Vietnamese Caramelized Pork Spare Ribs (Suon Khia or Suon Ram Man) is a classic Vietnamese side dish. In this dish, the pork spare rib is slowly braised in coconut juice until fall-of-the-bone tender. The liquid is then cooked off at the end, reducing to a sweet and savory glaze.
Cut pork spare ribs into bite-sized pieces.
Clean the pork (optional but highly recommended): Fill a small pot with water (enough to cover the spare ribs when added). Add salt (1 teaspoon). Bring the water to a boil. Add pork ribs and blanch the pork for 8 minutes or until scum floats to the top. This will remove the impurities and off-smell of pork. Drain the ribs in a colander in the sink. Rinse thoroughly under cold running water. Pork ribs are now ready to be cooked.

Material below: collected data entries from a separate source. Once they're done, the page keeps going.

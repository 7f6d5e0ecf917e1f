use glam::{Vec2, Vec3};
use rand::rngs::StdRng;
use rand::SeedableRng;
use terra::frame::DEFAULT_ROTATION_STEP;
use terra::{
    FrameDriver, FrameScheduler, FrameSink, GlobeScene, SphereMesh, StarFieldGenerator,
    StarFieldParams,
};

#[derive(Default)]
struct Frames {
    submitted: u32,
    active_uniforms: u32,
}

impl FrameSink for Frames {
    type Error = std::convert::Infallible;

    fn submit(&mut self, scene: &GlobeScene) -> Result<(), Self::Error> {
        self.submitted += 1;
        if scene.terrain_uniforms().to_std140().interaction[2] > 0.5 {
            self.active_uniforms += 1;
        }
        Ok(())
    }
}

#[derive(Default)]
struct Refresh {
    requests: u32,
}

impl FrameScheduler for Refresh {
    fn request_next_frame(&mut self) {
        self.requests += 1;
    }
}

fn scene() -> GlobeScene {
    GlobeScene::new(SphereMesh::icosphere(16), 1280, 720)
}

#[test]
fn idle_tick_spins_the_globe_and_leaves_interaction_unset() {
    let mut scene = scene();
    let mut driver = FrameDriver::default();
    let mut sink = Frames::default();
    let mut refresh = Refresh::default();

    driver.tick(&mut scene, &mut sink, &mut refresh).unwrap();

    assert_eq!(scene.rotation, DEFAULT_ROTATION_STEP);
    assert_eq!(scene.interaction.surface_uv(), None);
    assert_eq!(scene.interaction.pointer(), None);
    assert!((scene.camera.position - Vec3::new(0.0, 0.0, 4.0)).length() < 1e-5);
    assert_eq!(refresh.requests, 1);
}

#[test]
fn every_tick_submits_once_and_requests_once() {
    let mut scene = scene();
    let mut driver = FrameDriver::default();
    let mut sink = Frames::default();
    let mut refresh = Refresh::default();

    for _ in 0..120 {
        driver.tick(&mut scene, &mut sink, &mut refresh).unwrap();
    }

    assert_eq!(sink.submitted, 120);
    assert_eq!(refresh.requests, 120);
    assert_eq!(driver.frames(), 120);
    assert!((scene.rotation - 120.0 * DEFAULT_ROTATION_STEP).abs() < 1e-5);
    assert_eq!(sink.active_uniforms, 0);
}

#[test]
fn pointer_over_the_globe_activates_the_highlight_next_frame() {
    let mut scene = scene();
    let mut driver = FrameDriver::default();
    let mut sink = Frames::default();
    let mut refresh = Refresh::default();

    scene.interaction.set_pointer_px(640.0, 360.0, 1280.0, 720.0);
    driver.tick(&mut scene, &mut sink, &mut refresh).unwrap();
    // The first frame was submitted before the pointer was resolved.
    assert_eq!(sink.active_uniforms, 0);

    let uv = scene.interaction.surface_uv().expect("centre of the view hits the globe");
    assert!((uv.y - 0.5).abs() < 1e-2);

    driver.tick(&mut scene, &mut sink, &mut refresh).unwrap();
    assert_eq!(sink.active_uniforms, 1);

    // Leaving the globe keeps the highlight where it was.
    scene.interaction.set_pointer(Vec2::new(0.98, 0.98));
    driver.tick(&mut scene, &mut sink, &mut refresh).unwrap();
    assert_eq!(scene.interaction.surface_uv(), Some(uv));
}

#[test]
fn drag_keeps_gliding_after_release() {
    let mut scene = scene();
    let mut driver = FrameDriver::default();
    let mut sink = Frames::default();
    let mut refresh = Refresh::default();

    scene.controls.rotate_by_pixels(80.0, 0.0, scene.viewport.y);
    driver.tick(&mut scene, &mut sink, &mut refresh).unwrap();
    let after_one = scene.camera.position;
    for _ in 0..10 {
        driver.tick(&mut scene, &mut sink, &mut refresh).unwrap();
    }
    assert!(scene.camera.position.x < after_one.x);
    assert!((scene.camera.position.length() - 4.0).abs() < 1e-4);
}

#[test]
fn seeded_star_field_is_stable_across_runs() {
    let generator = StarFieldGenerator::new(StarFieldParams::default());
    let a = generator.generate(&mut StdRng::seed_from_u64(7));
    let b = generator.generate(&mut StdRng::seed_from_u64(7));
    assert_eq!(a.len(), 4500);
    assert_eq!(a, b);
}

Marinate the pork with shallots, garlic, bouillon powder, fish sauce, black pepper, and sugar (1 tablespoon) for 10 minutes.
Add 2 tablespoons of sugar directly into a medium pot over medium-high heat. Stir with a wooden spoon to prevent burning. The sugar will caramelize, turning a dark amber color. Once this happens, quickly and carefully add the marinated pork (and all the marinade juices) into the pot and stir evenly to get the amber color onto the pork. The caramelized sugar may start to clump. Do not worry. The heat will dissolve the clumps of sugar back into the pot.
Add coconut soda and water. Bring the pot to a boil. Cover the pot with a lid (a little off-center to prevent the liquid from boiling over). Reduce heat to a medium-low simmer and braise for 30 to 40 minutes. Occasionally toss the pork for even cooking. Remove lid and continue to simmer on low until the liquid evaporates off, leaving a shiny glaze on the pork.
Garnish with green onion (optional).